The Staten Island Bluebelt program focuses on addressing areas of poor drainage, which are a result of natural landscape, tidal factors and overdevelopment. Using Best Management Practices (BMPs), the New York City Department of Environmental Protection (DEP) seeks to mitigate stormwater flooding and improve water quality in a cost-effective manner. BMPs such as detention ponds, outlet stilling basins, and restored stream channels connect storm sewers with existing waterways and wetlands. In addition, DEP employs Low Impact Development (LID) strategies, including pervious pavement, infiltration swales, and bioretention areas, to provide a comprehensive, watershed-level approach to stormwater management.
Beginning in 1997, the Bluebelt program evaluated many options to mitigate stormwater impacts and decrease flooding. Previous drainage plans suggested implementing an all-pipe network. However, this solution would have eliminated the only remaining, contiguous freshwater wetland network in New York City. Bluebelt drainage plans were designed to augment the idea of the typical pipe-and-pond solution. With a combination of sewers, BMPs and waterways, these innovative plans uniquely integrate green and gray infrastructure for sustainable, long-term management of stormwater runoff.
BMPs are effective, practical methods which delay and attenuate peak flows during storm events, and reduce the movement of sediment, nutrients, pesticides and other pollutants to surface or ground water. They use various natural processes, including detention, infiltration, evapotranspiration, and biological uptake, to improve water quality and provide positive benefits for the time of concentration, volume, and flow rate of stormwater runoff.
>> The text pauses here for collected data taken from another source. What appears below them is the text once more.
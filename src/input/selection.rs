//! Hit testing - which interval (or which of its boundaries) a point picks.

use crate::constants::{INTERVAL_TOLERANCE_SPAN, POINT_TOLERANCE_SPAN};
use crate::context::CursorKind;
use crate::error::{SpanError, SpanResult};
use crate::model::{Element, Element1D, Interval, Point};
use serde::{Deserialize, Serialize};

/// Hit-test tolerances in address units.
#[derive(Debug, Clone, Copy, PartialEq, Eq, Serialize, Deserialize)]
pub struct Tolerance {
    /// Distance within which an interval counts as hit
    pub interval: i32,
    /// Distance within which a boundary is picked over the body
    pub point: i32,
}

impl Default for Tolerance {
    fn default() -> Self {
        Self {
            interval: INTERVAL_TOLERANCE_SPAN,
            point: POINT_TOLERANCE_SPAN,
        }
    }
}

/// What a pointer position picks.
#[derive(Debug, Clone, Copy, PartialEq, Eq)]
pub enum Selection {
    /// The interval as a whole; dragging moves it
    Body(Interval),
    /// One boundary of `parent`; dragging resizes it
    Boundary { point: Point, parent: Interval },
}

impl Selection {
    /// The selected element itself.
    pub fn element(&self) -> Element {
        match self {
            Self::Body(interval) => Element::Interval(*interval),
            Self::Boundary { point, .. } => Element::Point(*point),
        }
    }

    /// The interval the selection belongs to.
    pub fn parent(&self) -> Interval {
        match self {
            Self::Body(interval) => *interval,
            Self::Boundary { parent, .. } => *parent,
        }
    }

    /// The boundary that stays put while the selected one is dragged.
    pub fn fixed_boundary(&self) -> SpanResult<Point> {
        match self {
            Self::Boundary { point, parent } => parent.opposite(*point).ok_or_else(|| {
                SpanError::UnresolvedGesture(format!("{point} is not a boundary of {parent}"))
            }),
            Self::Body(interval) => Err(SpanError::UnresolvedGesture(format!(
                "body selection of {interval} has no fixed boundary"
            ))),
        }
    }

    pub fn cursor(&self) -> CursorKind {
        match self {
            Self::Body(_) => CursorKind::Move,
            Self::Boundary { .. } => CursorKind::Resize,
        }
    }
}

/// Pick the element closest to `point`.
///
/// Every interval overlapping `point` or within `tolerance.interval` of it is
/// a candidate. A candidate contributes its start or end when `point` is
/// strictly closer to that boundary than to the other one and within
/// `tolerance.point`; otherwise it contributes itself. The contribution
/// closest to `point` wins, and ties keep the earlier interval.
pub fn select<'a, I>(intervals: I, point: Point, tolerance: Tolerance) -> Option<Selection>
where
    I: IntoIterator<Item = &'a Interval>,
{
    let mut best: Option<(Selection, i32)> = None;

    for interval in intervals {
        if !interval.overlaps(&point) && point.distance(interval) > tolerance.interval {
            continue;
        }

        let to_start = interval.start().distance(&point);
        let to_end = interval.end().distance(&point);

        let candidate = if to_start < to_end && to_start <= tolerance.point {
            Selection::Boundary {
                point: interval.start(),
                parent: *interval,
            }
        } else if to_start > to_end && to_end <= tolerance.point {
            Selection::Boundary {
                point: interval.end(),
                parent: *interval,
            }
        } else {
            Selection::Body(*interval)
        };

        let distance = candidate.element().distance(&point);
        if best.is_none_or(|(_, best_distance)| best_distance > distance) {
            best = Some((candidate, distance));
        }
    }

    best.map(|(selection, _)| selection)
}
As the Bluebelt program developed, it adopted LID strategies, which are designed to maintain and enhance the pre-development hydrologic regime of urban and developed watersheds, into its drainage planning methodology. LID achieves runoff control at its source by locating small, cost-effective landscape features that store, infiltrate, evaporate, and detain runoff throughout the watershed. Currently, DEP is examining its drainage planning criteria to identify LID opportunities and analyze and account for the effect of these practices on overall storm hydrology and hydraulics.
LID techniques successfully incorporated into the Bluebelt program more closely mimic the watershed’s natural hydrologic function and the water balance between runoff, infiltration, storage, groundwater recharge and evapotranspiration. Combined with stormwater BMPs that connect sewer networks with existing waterways, the program further integrates green infrastructure, conventional piped systems, and natural area and stream corridor restoration to provide sustainable flood-control solutions. Through this endeavor, DEP is adapting current policies and utilizing the latest tools to enhance our ability to protect surface and groundwater quality, preserve the physical integrity of receiving streams, and enhance the environmental value of aquatic ecosystems and local communities.